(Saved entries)
———
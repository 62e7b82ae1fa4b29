//! Command-line parsing for the house sales trends dashboard.
//!
//! The goal of this module is to keep **argument parsing** and **command dispatch**
//! separate from the ingest/aggregation code.

use std::path::PathBuf;

use clap::{Args, Parser, Subcommand};

use crate::domain::{
    AggregationConfig, ColumnNames, DEFAULT_AUX_AREA_COLUMN, DEFAULT_BUILT_COLUMN, DEFAULT_DATE_COLUMN,
    DEFAULT_MAIN_AREA_COLUMN, DEFAULT_NEW_WINDOW, DEFAULT_PRE_YEAR, FilterSet, Granularity, NEW_WINDOW_MAX,
    NEW_WINDOW_MIN,
};
use crate::error::AppError;
use crate::plot::Metric;

pub mod picker;

use picker::YearSelection;

/// Top-level CLI.
#[derive(Debug, Parser)]
#[command(
    name = "trends",
    version,
    about = "Greece house sales trends: volume, traded surface and old/new mix by month/quarter/year"
)]
pub struct Cli {
    /// Increase log verbosity (-v info, -vv debug, -vvv trace). `RUST_LOG` overrides.
    #[arg(short, long, action = clap::ArgAction::Count, global = true)]
    pub verbose: u8,

    #[command(subcommand)]
    pub command: Command,
}

/// CLI subcommands.
#[derive(Debug, Subcommand)]
pub enum Command {
    /// Print the aggregated table (or JSON) for the selected files.
    Summary(SummaryArgs),
    /// Write the aggregated table to a CSV file.
    Export(ExportArgs),
    /// List the bundled yearly files.
    Files(FilesArgs),
    /// Launch the interactive dashboard.
    ///
    /// Options set here are the initial dashboard state; everything except the
    /// file selection can be changed interactively.
    Tui(RunArgs),
}

/// Where to read sale records from.
#[derive(Debug, Args, Clone, Default)]
pub struct SourceArgs {
    /// Spreadsheet to load (.xlsx/.xls/.ods/.csv). Repeat to combine files.
    #[arg(short = 'f', long = "file", value_name = "PATH")]
    pub files: Vec<PathBuf>,

    /// Directory of bundled yearly files (year embedded in the file name).
    #[arg(long, env = "TRENDS_DATA_DIR", default_value = "data")]
    pub data_dir: PathBuf,

    /// Bundled year to load. Repeat to load several years.
    #[arg(long = "year", value_name = "YEAR")]
    pub years: Vec<i32>,

    /// First bundled year of a range (inclusive).
    #[arg(long = "from", value_name = "YEAR", conflicts_with = "years")]
    pub from_year: Option<i32>,

    /// Last bundled year of a range (inclusive).
    #[arg(long = "to", value_name = "YEAR", conflicts_with = "years")]
    pub to_year: Option<i32>,
}

impl SourceArgs {
    pub fn year_selection(&self) -> YearSelection {
        if !self.years.is_empty() {
            return YearSelection::Years(self.years.clone());
        }
        if self.from_year.is_some() || self.to_year.is_some() {
            return YearSelection::Range {
                from: self.from_year,
                to: self.to_year,
            };
        }
        YearSelection::All
    }
}

/// Aggregation, column and filter options shared by every command.
#[derive(Debug, Args, Clone)]
pub struct AggregateArgs {
    /// Time aggregation.
    #[arg(short = 'g', long, value_enum, default_value_t = Granularity::Month)]
    pub granularity: Granularity,

    /// Include auxiliary area in the traded surface total.
    #[arg(long)]
    pub include_aux: bool,

    /// Properties built before this year are counted as old.
    #[arg(long, default_value_t = DEFAULT_PRE_YEAR)]
    pub pre_year: i32,

    /// A property is new if built within N years of its sale.
    #[arg(long, default_value_t = DEFAULT_NEW_WINDOW)]
    pub new_window: u32,

    /// Sale date column.
    #[arg(long, default_value = DEFAULT_DATE_COLUMN)]
    pub date_col: String,

    /// Year built column.
    #[arg(long, default_value = DEFAULT_BUILT_COLUMN)]
    pub built_col: String,

    /// Main area column (sqm).
    #[arg(long, default_value = DEFAULT_MAIN_AREA_COLUMN)]
    pub main_area_col: String,

    /// Auxiliary area column (sqm), optional in the file.
    #[arg(long, default_value = DEFAULT_AUX_AREA_COLUMN)]
    pub aux_area_col: String,

    /// Keep only rows where COLUMN equals VALUE. Repeat to combine.
    #[arg(long = "filter", value_name = "COLUMN=VALUE")]
    pub filters: Vec<String>,
}

impl Default for AggregateArgs {
    fn default() -> Self {
        Self {
            granularity: Granularity::Month,
            include_aux: false,
            pre_year: DEFAULT_PRE_YEAR,
            new_window: DEFAULT_NEW_WINDOW,
            date_col: DEFAULT_DATE_COLUMN.to_string(),
            built_col: DEFAULT_BUILT_COLUMN.to_string(),
            main_area_col: DEFAULT_MAIN_AREA_COLUMN.to_string(),
            aux_area_col: DEFAULT_AUX_AREA_COLUMN.to_string(),
            filters: Vec::new(),
        }
    }
}

impl AggregateArgs {
    pub fn aggregation_config(&self) -> Result<AggregationConfig, AppError> {
        if !(NEW_WINDOW_MIN..=NEW_WINDOW_MAX).contains(&self.new_window) {
            return Err(AppError::input(format!(
                "--new-window must be between {NEW_WINDOW_MIN} and {NEW_WINDOW_MAX} (got {}).",
                self.new_window
            )));
        }
        Ok(AggregationConfig {
            granularity: self.granularity,
            include_aux_surface: self.include_aux,
            pre_1990_threshold: self.pre_year,
            new_years_window: self.new_window,
        })
    }

    pub fn column_names(&self) -> ColumnNames {
        ColumnNames {
            date: self.date_col.clone(),
            year_built: self.built_col.clone(),
            main_area: self.main_area_col.clone(),
            aux_area: self.aux_area_col.clone(),
        }
    }

    pub fn filter_set(&self) -> Result<FilterSet, AppError> {
        let mut filters = FilterSet::new();
        for expr in &self.filters {
            let (column, value) = FilterSet::parse_expr(expr).map_err(AppError::input)?;
            filters = filters.with(column, value);
        }
        Ok(filters)
    }
}

/// Options common to every data-consuming command.
#[derive(Debug, Args, Clone, Default)]
pub struct RunArgs {
    #[command(flatten)]
    pub source: SourceArgs,

    #[command(flatten)]
    pub aggregate: AggregateArgs,
}

/// Options for `trends summary`.
#[derive(Debug, Args)]
pub struct SummaryArgs {
    #[command(flatten)]
    pub run: RunArgs,

    /// Print JSON instead of a text table.
    #[arg(long)]
    pub json: bool,

    /// Append an ASCII bar chart of sales per period.
    #[arg(long)]
    pub plot: bool,

    /// Value charted by --plot.
    #[arg(long, value_enum, default_value_t = Metric::Sales)]
    pub plot_metric: Metric,

    /// Width of the ASCII chart bars (columns).
    #[arg(long, default_value_t = 60)]
    pub width: usize,
}

/// Options for `trends export`.
#[derive(Debug, Args)]
pub struct ExportArgs {
    #[command(flatten)]
    pub run: RunArgs,

    /// Output CSV path.
    #[arg(short, long, value_name = "CSV", default_value = crate::io::DEFAULT_EXPORT_NAME)]
    pub out: PathBuf,
}

/// Options for `trends files`.
#[derive(Debug, Args)]
pub struct FilesArgs {
    /// Directory of bundled yearly files.
    #[arg(long, env = "TRENDS_DATA_DIR", default_value = "data")]
    pub data_dir: PathBuf,
}

#[cfg(test)]
mod tests {
    use super::*;
    use clap::CommandFactory;

    #[test]
    fn cli_definition_is_valid() {
        Cli::command().debug_assert();
    }

    #[test]
    fn parses_summary_options() {
        let cli = Cli::try_parse_from([
            "trends",
            "summary",
            "-f",
            "a.xlsx",
            "-g",
            "quarter",
            "--include-aux",
            "--pre-year",
            "1985",
            "--filter",
            "Νομαρχία=ΑΤΤΙΚΗΣ",
            "--json",
        ])
        .unwrap();

        let Command::Summary(args) = cli.command else {
            panic!("expected summary");
        };
        assert!(args.json);
        assert_eq!(args.plot_metric, Metric::Sales);
        assert_eq!(args.run.source.files, vec![PathBuf::from("a.xlsx")]);
        let config = args.run.aggregate.aggregation_config().unwrap();
        assert_eq!(config.granularity, Granularity::Quarter);
        assert!(config.include_aux_surface);
        assert_eq!(config.pre_1990_threshold, 1985);
        assert_eq!(config.new_years_window, 5);
        let filters = args.run.aggregate.filter_set().unwrap();
        assert_eq!(filters.get("Νομαρχία"), Some("ΑΤΤΙΚΗΣ"));
        assert_eq!(args.run.aggregate.column_names(), ColumnNames::default());
    }

    #[test]
    fn plot_metric_accepts_sqm() {
        let cli = Cli::try_parse_from(["trends", "summary", "--plot", "--plot-metric", "sqm"]).unwrap();
        let Command::Summary(args) = cli.command else {
            panic!("expected summary");
        };
        assert!(args.plot);
        assert_eq!(args.plot_metric, Metric::TradedSqm);
        assert!(Cli::try_parse_from(["trends", "summary", "--plot-metric", "price"]).is_err());
    }

    #[test]
    fn rejects_out_of_range_window() {
        let args = AggregateArgs {
            new_window: 0,
            ..AggregateArgs::default()
        };
        assert!(args.aggregation_config().is_err());
    }

    #[test]
    fn year_selection_from_args() {
        let cli = Cli::try_parse_from(["trends", "tui", "--from", "2020", "--to", "2022"]).unwrap();
        let Command::Tui(args) = cli.command else {
            panic!("expected tui");
        };
        assert_eq!(
            args.source.year_selection(),
            YearSelection::Range {
                from: Some(2020),
                to: Some(2022)
            }
        );
        assert!(Cli::try_parse_from(["trends", "tui", "--year", "2020", "--from", "2019"]).is_err());
    }
}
———
TASK INSTRUCTIONS → Write only the number of lines above that contain "AggregationConfig".

THE COMPLETED TASK → 3